■ **WHAT IS NEEDED**: Copy exactly, and only, the lines from the one containing "pub fn relative_to<'a>(base: &str, full: &'a" through the last line of the records below.

[Opening SOURCE RECORDS section]

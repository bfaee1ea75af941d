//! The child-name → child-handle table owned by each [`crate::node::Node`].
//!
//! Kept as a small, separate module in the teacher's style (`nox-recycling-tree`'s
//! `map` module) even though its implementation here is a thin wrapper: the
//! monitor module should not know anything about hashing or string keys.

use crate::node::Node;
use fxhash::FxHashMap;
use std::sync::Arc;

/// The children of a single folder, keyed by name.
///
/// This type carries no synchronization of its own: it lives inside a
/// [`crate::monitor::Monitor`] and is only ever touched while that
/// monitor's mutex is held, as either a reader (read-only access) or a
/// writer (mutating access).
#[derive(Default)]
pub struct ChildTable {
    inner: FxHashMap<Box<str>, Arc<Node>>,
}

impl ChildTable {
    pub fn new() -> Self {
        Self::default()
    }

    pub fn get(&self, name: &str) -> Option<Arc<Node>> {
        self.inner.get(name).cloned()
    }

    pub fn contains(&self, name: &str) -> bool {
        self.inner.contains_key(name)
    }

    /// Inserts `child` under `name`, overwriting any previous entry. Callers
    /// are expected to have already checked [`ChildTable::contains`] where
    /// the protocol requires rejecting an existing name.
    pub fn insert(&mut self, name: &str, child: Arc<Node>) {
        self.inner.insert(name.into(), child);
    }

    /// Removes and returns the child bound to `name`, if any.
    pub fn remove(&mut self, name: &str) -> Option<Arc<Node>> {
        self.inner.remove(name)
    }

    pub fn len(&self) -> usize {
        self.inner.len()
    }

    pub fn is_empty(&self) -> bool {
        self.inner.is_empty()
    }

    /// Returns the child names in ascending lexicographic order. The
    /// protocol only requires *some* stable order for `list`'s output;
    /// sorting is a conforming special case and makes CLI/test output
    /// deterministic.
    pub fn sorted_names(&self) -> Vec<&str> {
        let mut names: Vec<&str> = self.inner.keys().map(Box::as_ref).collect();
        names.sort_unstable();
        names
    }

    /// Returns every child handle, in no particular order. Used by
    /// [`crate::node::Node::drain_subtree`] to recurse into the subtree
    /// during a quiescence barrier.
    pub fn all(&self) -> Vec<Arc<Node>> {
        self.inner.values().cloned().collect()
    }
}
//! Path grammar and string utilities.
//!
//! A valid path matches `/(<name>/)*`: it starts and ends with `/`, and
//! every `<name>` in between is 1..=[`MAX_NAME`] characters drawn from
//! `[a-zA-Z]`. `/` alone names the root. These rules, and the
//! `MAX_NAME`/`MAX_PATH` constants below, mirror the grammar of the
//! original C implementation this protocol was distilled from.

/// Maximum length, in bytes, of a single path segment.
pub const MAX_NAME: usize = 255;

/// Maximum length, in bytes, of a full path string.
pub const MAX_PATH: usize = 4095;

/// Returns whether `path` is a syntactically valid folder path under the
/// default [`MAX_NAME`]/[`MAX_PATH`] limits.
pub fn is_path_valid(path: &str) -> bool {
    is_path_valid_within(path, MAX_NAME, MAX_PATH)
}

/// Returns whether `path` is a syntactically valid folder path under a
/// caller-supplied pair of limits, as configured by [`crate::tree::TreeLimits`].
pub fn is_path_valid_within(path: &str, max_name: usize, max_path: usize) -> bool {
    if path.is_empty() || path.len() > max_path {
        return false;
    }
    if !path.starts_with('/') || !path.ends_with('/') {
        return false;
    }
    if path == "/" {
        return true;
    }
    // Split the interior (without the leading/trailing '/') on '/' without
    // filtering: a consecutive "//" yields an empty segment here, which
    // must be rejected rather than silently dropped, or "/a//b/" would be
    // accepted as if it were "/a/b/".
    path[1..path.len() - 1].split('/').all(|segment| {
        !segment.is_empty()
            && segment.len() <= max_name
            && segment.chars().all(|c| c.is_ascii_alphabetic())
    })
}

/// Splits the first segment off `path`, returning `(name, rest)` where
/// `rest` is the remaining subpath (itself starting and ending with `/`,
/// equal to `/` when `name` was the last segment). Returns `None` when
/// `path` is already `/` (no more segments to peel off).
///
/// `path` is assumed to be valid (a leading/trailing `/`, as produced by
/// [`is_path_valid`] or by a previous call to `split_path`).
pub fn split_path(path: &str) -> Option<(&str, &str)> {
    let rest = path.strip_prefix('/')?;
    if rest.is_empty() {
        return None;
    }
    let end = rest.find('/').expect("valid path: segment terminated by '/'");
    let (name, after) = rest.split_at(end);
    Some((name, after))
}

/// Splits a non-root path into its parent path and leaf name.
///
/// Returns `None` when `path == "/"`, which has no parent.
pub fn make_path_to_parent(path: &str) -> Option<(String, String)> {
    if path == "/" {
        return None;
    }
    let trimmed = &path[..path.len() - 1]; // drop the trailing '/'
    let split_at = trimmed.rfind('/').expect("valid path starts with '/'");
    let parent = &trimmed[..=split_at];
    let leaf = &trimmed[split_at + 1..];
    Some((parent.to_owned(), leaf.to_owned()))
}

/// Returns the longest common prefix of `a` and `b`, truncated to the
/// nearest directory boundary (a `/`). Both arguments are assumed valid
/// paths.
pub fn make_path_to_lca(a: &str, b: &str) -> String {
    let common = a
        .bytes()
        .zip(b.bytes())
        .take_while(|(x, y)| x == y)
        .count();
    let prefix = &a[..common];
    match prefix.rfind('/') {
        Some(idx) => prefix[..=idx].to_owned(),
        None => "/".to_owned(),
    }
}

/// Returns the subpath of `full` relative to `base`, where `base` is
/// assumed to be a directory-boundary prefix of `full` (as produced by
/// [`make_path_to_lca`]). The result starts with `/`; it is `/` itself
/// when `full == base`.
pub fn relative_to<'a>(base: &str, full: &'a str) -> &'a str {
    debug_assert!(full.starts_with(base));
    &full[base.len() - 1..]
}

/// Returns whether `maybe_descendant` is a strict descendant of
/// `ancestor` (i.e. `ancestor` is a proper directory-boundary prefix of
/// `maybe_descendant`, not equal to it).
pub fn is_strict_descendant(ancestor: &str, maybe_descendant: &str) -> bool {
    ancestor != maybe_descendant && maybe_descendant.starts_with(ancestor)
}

[Closing SOURCE RECORDS section]

■ **ANSWER BELOW**:
pub fn relative_to<'a>(base: &str, full: &'a str) -> &'a str {
    debug_assert!(full.starts_with(base));
    &full[base.len() - 1..]
}

/// Returns whether `maybe_descendant` is a strict descendant of
/// `ancestor` (i.e. `ancestor` is a proper directory-boundary prefix of
/// `maybe_descendant`, not equal to it).
pub fn is_strict_descendant(ancestor: &str, maybe_descendant: &str) -> bool {
    ancestor != maybe_descendant && maybe_descendant.starts_with(ancestor)
}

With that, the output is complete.